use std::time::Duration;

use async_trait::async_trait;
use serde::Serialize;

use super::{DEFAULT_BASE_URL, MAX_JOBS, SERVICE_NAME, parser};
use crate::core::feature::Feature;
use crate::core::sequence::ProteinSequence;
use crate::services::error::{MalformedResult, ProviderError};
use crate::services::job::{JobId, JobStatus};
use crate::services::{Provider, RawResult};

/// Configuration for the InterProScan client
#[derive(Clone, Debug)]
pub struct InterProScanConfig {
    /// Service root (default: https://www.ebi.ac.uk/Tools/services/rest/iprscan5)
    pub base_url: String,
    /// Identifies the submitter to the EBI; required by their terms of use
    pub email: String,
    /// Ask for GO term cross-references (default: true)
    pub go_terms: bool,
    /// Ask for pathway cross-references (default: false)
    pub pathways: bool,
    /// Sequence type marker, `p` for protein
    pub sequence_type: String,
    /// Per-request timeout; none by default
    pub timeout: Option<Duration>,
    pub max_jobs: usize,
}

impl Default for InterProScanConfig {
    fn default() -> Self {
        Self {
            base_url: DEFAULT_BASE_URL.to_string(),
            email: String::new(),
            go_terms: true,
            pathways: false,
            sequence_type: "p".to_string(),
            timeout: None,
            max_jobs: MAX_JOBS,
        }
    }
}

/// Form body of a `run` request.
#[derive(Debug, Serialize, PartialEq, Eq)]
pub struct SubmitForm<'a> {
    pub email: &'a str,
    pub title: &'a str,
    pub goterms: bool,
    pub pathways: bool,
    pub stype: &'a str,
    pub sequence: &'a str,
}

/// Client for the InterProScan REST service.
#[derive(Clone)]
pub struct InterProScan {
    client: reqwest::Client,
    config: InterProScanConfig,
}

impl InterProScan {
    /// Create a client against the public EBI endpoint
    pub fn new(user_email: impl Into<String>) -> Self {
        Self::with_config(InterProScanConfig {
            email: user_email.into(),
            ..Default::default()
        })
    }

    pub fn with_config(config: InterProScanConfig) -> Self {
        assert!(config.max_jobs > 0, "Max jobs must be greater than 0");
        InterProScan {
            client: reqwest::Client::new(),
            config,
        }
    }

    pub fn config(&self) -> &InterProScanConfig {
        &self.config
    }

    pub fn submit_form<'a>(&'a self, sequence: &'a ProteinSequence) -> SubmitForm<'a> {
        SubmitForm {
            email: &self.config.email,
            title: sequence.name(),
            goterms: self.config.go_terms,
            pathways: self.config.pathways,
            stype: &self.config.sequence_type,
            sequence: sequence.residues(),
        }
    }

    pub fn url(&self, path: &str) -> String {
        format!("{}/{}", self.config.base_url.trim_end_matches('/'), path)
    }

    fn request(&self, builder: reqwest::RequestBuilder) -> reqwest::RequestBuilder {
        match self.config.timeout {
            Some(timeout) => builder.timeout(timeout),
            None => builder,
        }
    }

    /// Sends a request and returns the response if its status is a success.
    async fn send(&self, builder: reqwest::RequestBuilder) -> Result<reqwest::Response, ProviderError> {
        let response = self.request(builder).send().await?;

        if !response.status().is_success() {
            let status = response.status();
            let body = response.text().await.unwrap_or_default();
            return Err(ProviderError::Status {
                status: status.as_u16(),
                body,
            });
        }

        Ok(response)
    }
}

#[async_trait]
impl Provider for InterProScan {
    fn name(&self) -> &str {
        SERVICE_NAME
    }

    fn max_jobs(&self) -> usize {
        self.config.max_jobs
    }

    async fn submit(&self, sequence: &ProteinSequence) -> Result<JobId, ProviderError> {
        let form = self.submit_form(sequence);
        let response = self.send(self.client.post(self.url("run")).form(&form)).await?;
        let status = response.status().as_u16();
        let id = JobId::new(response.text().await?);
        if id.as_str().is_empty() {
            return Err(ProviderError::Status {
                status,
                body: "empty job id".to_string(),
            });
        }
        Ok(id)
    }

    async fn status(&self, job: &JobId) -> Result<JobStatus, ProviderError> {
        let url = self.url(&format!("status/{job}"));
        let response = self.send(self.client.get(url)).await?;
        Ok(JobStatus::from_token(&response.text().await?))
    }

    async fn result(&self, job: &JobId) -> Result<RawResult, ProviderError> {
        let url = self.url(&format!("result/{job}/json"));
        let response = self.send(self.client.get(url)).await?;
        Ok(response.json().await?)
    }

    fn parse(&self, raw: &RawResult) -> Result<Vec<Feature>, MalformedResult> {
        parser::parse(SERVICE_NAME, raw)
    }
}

---

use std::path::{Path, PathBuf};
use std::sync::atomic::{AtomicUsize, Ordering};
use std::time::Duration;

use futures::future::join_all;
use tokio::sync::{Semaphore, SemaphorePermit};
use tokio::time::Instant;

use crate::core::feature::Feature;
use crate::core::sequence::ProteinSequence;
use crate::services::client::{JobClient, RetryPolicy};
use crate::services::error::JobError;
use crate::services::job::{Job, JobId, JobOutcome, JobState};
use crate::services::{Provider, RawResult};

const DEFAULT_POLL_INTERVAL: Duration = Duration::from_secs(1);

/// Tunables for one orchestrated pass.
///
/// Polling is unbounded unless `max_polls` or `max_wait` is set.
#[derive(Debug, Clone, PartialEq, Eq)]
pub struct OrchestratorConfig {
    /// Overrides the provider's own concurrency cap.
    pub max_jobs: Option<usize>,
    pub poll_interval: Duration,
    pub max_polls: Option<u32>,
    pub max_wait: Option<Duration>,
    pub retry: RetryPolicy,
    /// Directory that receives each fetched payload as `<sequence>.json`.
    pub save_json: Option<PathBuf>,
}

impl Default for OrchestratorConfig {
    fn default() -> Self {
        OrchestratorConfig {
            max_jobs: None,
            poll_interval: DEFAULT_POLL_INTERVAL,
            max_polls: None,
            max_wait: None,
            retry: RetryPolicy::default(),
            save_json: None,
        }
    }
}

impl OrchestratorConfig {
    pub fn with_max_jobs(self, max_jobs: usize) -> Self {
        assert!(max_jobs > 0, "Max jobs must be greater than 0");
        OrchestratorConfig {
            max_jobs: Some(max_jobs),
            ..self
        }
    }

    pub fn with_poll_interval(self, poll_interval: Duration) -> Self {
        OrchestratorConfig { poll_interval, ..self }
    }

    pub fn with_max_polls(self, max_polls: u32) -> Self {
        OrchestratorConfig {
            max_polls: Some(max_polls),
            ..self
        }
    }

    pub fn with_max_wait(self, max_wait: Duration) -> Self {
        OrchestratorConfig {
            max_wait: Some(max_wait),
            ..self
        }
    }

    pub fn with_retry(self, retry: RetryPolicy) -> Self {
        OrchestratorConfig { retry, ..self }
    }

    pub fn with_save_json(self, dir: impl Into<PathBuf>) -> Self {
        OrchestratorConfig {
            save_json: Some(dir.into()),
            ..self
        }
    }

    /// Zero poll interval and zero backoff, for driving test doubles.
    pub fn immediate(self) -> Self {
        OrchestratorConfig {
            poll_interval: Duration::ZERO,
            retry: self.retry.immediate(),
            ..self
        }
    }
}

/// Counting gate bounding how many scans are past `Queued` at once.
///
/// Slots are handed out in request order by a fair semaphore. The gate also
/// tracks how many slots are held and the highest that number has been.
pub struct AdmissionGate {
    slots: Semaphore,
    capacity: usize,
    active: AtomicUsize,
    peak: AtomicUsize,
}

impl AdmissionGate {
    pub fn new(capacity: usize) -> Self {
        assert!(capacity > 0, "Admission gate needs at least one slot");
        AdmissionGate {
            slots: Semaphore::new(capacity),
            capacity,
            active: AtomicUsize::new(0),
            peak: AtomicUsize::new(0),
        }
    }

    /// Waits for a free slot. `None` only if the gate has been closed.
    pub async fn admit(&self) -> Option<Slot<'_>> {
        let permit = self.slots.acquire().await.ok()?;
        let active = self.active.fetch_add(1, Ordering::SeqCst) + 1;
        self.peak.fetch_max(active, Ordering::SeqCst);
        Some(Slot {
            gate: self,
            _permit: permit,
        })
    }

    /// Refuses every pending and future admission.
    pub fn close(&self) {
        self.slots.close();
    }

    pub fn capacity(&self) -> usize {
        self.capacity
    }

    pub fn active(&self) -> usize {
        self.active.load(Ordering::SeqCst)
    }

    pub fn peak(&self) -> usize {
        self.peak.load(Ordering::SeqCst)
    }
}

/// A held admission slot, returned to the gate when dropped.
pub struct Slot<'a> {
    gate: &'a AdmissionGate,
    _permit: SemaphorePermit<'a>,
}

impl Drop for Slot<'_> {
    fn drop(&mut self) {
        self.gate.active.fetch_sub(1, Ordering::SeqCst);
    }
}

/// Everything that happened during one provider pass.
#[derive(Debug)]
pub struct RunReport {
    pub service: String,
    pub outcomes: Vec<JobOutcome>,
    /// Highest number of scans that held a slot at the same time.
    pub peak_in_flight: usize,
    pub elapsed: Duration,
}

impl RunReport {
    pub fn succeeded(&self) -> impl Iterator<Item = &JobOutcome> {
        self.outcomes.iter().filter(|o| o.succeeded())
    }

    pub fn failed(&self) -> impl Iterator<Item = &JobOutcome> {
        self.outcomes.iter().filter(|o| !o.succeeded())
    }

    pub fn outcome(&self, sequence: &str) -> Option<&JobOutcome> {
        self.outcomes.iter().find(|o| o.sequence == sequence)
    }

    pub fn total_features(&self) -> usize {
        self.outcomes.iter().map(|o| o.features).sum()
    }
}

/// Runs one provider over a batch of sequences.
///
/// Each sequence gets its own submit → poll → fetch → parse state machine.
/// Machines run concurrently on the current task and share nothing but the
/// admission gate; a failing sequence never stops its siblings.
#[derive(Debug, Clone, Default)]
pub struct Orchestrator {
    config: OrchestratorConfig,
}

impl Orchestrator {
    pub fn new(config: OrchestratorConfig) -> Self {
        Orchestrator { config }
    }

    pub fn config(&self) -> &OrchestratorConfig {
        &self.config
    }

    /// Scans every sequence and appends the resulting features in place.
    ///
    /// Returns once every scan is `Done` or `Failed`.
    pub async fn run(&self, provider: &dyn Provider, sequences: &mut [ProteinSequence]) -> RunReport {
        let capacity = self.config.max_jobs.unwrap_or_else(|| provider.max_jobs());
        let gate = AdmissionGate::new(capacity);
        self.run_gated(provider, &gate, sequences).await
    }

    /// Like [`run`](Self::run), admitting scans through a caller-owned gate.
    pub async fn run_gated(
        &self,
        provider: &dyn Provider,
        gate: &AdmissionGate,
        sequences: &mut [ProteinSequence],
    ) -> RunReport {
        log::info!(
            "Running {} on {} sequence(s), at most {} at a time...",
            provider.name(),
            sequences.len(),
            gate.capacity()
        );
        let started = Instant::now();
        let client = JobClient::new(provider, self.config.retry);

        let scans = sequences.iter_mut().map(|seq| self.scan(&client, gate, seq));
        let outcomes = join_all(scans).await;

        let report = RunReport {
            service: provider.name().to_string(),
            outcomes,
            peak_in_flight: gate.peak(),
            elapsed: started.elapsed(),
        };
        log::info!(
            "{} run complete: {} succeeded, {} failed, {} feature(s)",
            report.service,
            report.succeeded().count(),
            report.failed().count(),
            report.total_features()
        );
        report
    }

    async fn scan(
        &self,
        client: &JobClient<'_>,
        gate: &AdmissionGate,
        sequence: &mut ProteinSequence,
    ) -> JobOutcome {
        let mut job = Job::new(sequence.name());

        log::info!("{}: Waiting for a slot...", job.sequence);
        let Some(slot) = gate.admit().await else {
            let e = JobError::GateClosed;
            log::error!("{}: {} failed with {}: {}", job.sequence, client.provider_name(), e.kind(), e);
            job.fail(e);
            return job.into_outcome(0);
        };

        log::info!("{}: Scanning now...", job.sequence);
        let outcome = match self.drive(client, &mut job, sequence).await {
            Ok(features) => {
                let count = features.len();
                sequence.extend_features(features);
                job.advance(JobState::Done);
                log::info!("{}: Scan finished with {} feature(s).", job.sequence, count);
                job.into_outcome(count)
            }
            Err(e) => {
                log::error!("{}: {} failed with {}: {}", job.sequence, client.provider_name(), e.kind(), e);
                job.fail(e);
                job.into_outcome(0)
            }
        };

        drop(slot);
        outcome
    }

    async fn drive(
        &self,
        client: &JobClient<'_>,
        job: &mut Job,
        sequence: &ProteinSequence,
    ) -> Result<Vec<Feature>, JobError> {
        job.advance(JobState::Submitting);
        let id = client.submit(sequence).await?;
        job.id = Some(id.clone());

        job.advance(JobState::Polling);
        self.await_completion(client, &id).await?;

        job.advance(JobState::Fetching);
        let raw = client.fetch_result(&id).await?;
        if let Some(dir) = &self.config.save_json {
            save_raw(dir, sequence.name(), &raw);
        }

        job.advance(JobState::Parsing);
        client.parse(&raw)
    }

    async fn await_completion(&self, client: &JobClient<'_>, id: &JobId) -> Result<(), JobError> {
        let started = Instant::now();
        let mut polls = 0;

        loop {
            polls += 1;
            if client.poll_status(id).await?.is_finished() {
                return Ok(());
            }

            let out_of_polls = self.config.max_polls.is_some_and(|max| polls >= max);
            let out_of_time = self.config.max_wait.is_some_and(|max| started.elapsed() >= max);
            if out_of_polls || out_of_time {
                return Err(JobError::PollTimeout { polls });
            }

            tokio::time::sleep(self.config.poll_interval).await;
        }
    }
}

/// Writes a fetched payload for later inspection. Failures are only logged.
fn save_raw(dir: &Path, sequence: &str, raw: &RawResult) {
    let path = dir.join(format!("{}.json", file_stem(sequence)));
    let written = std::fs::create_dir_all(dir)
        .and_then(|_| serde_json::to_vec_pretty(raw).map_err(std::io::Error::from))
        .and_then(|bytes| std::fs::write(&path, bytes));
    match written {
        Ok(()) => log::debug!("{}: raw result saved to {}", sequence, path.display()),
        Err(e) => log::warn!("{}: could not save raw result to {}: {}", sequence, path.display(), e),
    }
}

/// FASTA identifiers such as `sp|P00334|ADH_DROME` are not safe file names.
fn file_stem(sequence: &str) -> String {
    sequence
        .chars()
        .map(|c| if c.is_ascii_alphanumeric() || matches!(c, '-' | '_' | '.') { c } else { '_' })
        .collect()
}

---

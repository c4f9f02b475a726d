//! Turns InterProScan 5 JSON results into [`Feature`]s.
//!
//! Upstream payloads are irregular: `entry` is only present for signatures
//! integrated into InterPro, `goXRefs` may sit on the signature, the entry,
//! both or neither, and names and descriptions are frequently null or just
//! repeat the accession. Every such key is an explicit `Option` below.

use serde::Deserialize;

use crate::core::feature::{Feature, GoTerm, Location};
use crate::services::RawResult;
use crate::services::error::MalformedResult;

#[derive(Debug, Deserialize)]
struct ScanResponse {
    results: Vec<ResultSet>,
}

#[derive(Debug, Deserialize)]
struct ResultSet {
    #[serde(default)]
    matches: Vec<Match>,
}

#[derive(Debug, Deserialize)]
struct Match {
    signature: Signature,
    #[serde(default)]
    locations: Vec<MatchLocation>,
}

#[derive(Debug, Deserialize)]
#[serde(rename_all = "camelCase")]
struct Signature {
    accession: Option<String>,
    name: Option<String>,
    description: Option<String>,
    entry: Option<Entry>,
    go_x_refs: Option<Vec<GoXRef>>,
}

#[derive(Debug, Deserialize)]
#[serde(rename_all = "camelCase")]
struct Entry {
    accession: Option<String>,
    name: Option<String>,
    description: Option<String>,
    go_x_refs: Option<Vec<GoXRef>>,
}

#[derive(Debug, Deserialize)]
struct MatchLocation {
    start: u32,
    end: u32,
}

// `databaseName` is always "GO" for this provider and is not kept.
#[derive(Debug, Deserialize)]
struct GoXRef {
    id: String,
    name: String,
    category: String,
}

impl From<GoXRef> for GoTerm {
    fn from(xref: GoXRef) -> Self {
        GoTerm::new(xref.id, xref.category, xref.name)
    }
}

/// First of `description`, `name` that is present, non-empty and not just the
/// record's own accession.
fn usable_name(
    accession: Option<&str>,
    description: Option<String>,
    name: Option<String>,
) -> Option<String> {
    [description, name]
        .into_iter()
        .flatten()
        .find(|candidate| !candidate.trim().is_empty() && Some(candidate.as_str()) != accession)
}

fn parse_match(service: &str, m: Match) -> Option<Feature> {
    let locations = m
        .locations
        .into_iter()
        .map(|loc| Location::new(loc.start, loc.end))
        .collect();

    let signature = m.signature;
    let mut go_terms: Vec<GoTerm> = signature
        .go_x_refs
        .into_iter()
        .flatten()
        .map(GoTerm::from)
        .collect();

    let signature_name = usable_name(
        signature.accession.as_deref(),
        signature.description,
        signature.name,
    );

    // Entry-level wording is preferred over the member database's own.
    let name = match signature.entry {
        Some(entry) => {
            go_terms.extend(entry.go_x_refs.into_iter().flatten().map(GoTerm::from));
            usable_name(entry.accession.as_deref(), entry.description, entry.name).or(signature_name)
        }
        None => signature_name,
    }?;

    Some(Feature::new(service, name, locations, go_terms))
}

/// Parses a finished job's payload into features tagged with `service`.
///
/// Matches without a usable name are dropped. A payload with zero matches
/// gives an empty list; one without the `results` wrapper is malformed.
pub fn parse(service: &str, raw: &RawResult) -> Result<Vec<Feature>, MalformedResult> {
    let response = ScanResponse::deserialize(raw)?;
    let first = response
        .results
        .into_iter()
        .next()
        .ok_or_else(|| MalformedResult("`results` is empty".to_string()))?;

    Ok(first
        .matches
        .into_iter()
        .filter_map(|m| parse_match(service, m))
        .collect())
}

Problem statement:
Copy every line of the data that holds the string "ScanResponse".

The completed task:
struct ScanResponse {
    let response = ScanResponse::deserialize(raw)?;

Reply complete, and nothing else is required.